Boost logo

Boost :

Subject: Re: [boost] [XInt] CoW/Move Timings
From: Jeffrey Lee Hellrung, Jr. (jhellrung_at_[hidden])
Date: 2011-03-10 10:37:40


On 3/10/2011 6:48 AM, Chad Nelson wrote:
> On Wed, 09 Mar 2011 23:30:21 -0800
> "Jeffrey Lee Hellrung, Jr."<jhellrung_at_[hidden]> wrote:
>
>> On 3/9/2011 9:35 PM, Chad Nelson wrote:
>>> On Wed, 09 Mar 2011 17:36:40 -0800
>>> Steven Watanabe<watanabesj_at_[hidden]> wrote:
>>>
>>>>> The "review code" lines are for the unmodified review version of
>>>>> the code. All others are for the pass-by-reference version, with
>>>>> several other modifications that should have no measurable effect
>>>>> on the speed.
>>>>
>>>> Is this version of the code available somewhere?
>>>
>>> <http://www.oakcircle.com/download/xint-postreview1.zip>
>>
>> It doesn't look like any of the cpp files in libs/xint/test
>> correspond to the benchmark you posted most recently. Am I blind, or
>> should I be looking elsewhere?
>
> I'm not sure what you mean. I simply defined PERFORMANCE_TEST
> in /libs/xint/test/test_main.cpp and used the Linux "time" command to
> get the timings for each run.

Okay; I expected the timing to be encapsulated in the test, and more
details somewhere on how to test each combination of parameters
(CoW/non-CoW; move/non-move; and integer sizes). As it is, I think I
figured it out.

[...]
>> (in which case, there are still reference counts floating around,
>> sadly; but it looks like every attachment is immediately followed by
>> a deep copy).
>
> That was the only way I could see to provably disable it for timing
> purposes, without rewriting large portions of the code.

With the current framework, you're probably right. But then I think any
performance measurements you post to this list should be appropriately
framed in that context. Your statement

"The tests show pretty conclusively that Copy-on-Write, alone or in
conjunction with Boost.Move, provides a noticeable speed improvement
on all three sizes."

is simply disingenuous. Not just for the above reason, but for the
unnecessary deep-copy behavior I mention below.

>> However, it seems some operations still assume CoW behavior of
>> raw_integer_t.
>
> As I pointed out in my original timings message: "Note that the
> Boost.Move numbers could be a little better. The integer_t classes are
> move-enabled, but the internal data class is not as yet. The data class
> only sometimes uses return values, so the difference isn't likely to be
> great."

This doesn't preclude you from avoiding unnecessary copying...even with
CoW, creating a reference-to-const is cheaper than creating a copy.
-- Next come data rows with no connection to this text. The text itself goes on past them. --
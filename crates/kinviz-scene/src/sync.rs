//! Joint values -> link transforms -> registry nodes

use kinviz_core::{Environment, EnvironmentError, JointValues, LinkTransforms, RigidTransform};

use crate::error::SceneError;
use crate::registry::SceneRegistry;

/// Keeps the last known joint values and pushes forward kinematics
/// results into the registry.
#[derive(Debug, Clone, Default)]
pub struct TransformSync {
    values: JointValues,
}

impl TransformSync {
    pub fn new() -> Self {
        Self::default()
    }

    /// Start from zero for every movable joint of `env`
    pub fn reset(&mut self, env: &dyn Environment) {
        self.values = env
            .joints()
            .iter()
            .filter(|j| j.joint_type.is_movable() && j.mimic.is_none())
            .map(|j| (j.name.clone(), 0.0))
            .collect();
    }

    pub fn clear(&mut self) {
        self.values.clear();
    }

    /// Last applied joint values
    pub fn joint_values(&self) -> &JointValues {
        &self.values
    }

    /// Current values overlaid with the known entries of `updates`.
    ///
    /// Names that are not joints of `env` are dropped with a warning.
    pub fn merge(&self, env: &dyn Environment, updates: &JointValues) -> JointValues {
        let mut merged = self.values.clone();
        for (name, value) in updates {
            if env.joint(name).is_none() {
                tracing::warn!(joint = %name, "Ignoring unknown joint");
                continue;
            }
            if !value.is_finite() {
                tracing::warn!(joint = %name, value, "Ignoring non-finite joint value");
                continue;
            }
            merged.insert(name.clone(), *value);
        }
        merged
    }

    /// Apply `updates` and push the new transforms to `registry`.
    ///
    /// Nothing changes if forward kinematics fails.
    pub fn apply(
        &mut self,
        env: &dyn Environment,
        registry: &mut SceneRegistry,
        updates: &JointValues,
    ) -> Result<LinkTransforms, SceneError> {
        let candidate = self.merge(env, updates);
        let transforms = env.state(&candidate)?;
        registry.apply_transforms(&transforms);
        self.values = candidate;
        Ok(transforms)
    }

    /// Pose of `link` for the current values overlaid with `updates`,
    /// leaving the displayed pose untouched
    pub fn tcp_pose(
        &self,
        env: &dyn Environment,
        updates: &JointValues,
        link: &str,
    ) -> Result<RigidTransform, SceneError> {
        let transforms = env.state(&self.merge(env, updates))?;
        transforms
            .get(link)
            .copied()
            .ok_or_else(|| EnvironmentError::UnknownLink(link.to_string()).into())
    }
}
>> Did you undef BOOST_XINT_USE_COW in your benchmarking of sans-CoW?
>
> Yes. That was the point of putting BOOST_XINT_USE_COW in there. It
> wasn't there in the review version of the code.

Okay, just trying to see which preprocessor definitions are relevant here.

[...]
>> What I'm really finding troubling, though, is the deep copy performed
>> at line 2119 in integer.hpp when using thread-safe integer_t's:
>>
>> integer_t<BOOST_XINT_APARAMS> r(n1._data() + n2._data());
>>
>> n1._data() + n2._data() executes the BOOST_XINT_RAWINT overload of
>> operator+, and this object is *not* moved into r, but deep copied
>> (!), since the temporary raw_integer_t object makes the reference
>> count 2 once the r object attaches to it. If my analysis is wrong on
>> this, please correct me, but I'm guessing this isn't what was
>> intended, right?
>
> That's not what was intended for the original code. The
> deep-copy-everything behavior is, as mentioned above, a hack that I
> added in the last few days to provably and completely disable
> copy-on-write.

Correct me if I'm wrong, but this is the behavior of the thread-safe
version of integer_t regardless of BOOST_XINT_USE_COW. So am I to infer
from your comment that this line did *not* deep copy in the review
version of the library?

[...]
>> That one deep copy, observed in a very short period of time stepping
>> through the code, doesn't give me a lot of confidence in your non-CoW
>> timings, as it's probably not unlikely there are multiple instances
>> of this same problem. I hope this convinces you of the importance of
>> tracking the number of allocations.
>>
>> Further, your non-CoW timings are somewhat poisoned anyway by the
>> persistent presence of reference counting, which is just dead weight
>> adding to the timings. I think until we get a stripped down integer
>> class that just consists of a std::vector magnitude and a bool sign,
>> it will be hard to trust any comparison between CoW and non-CoW. And
>> it will be more convenient to code this up if the arithmetic
>> algorithms can automatically work with a std::vector of digits ;)
>
> Then there's no way to prove whether CoW is useful or not until I
> rewrite the entire code to remove it anyway.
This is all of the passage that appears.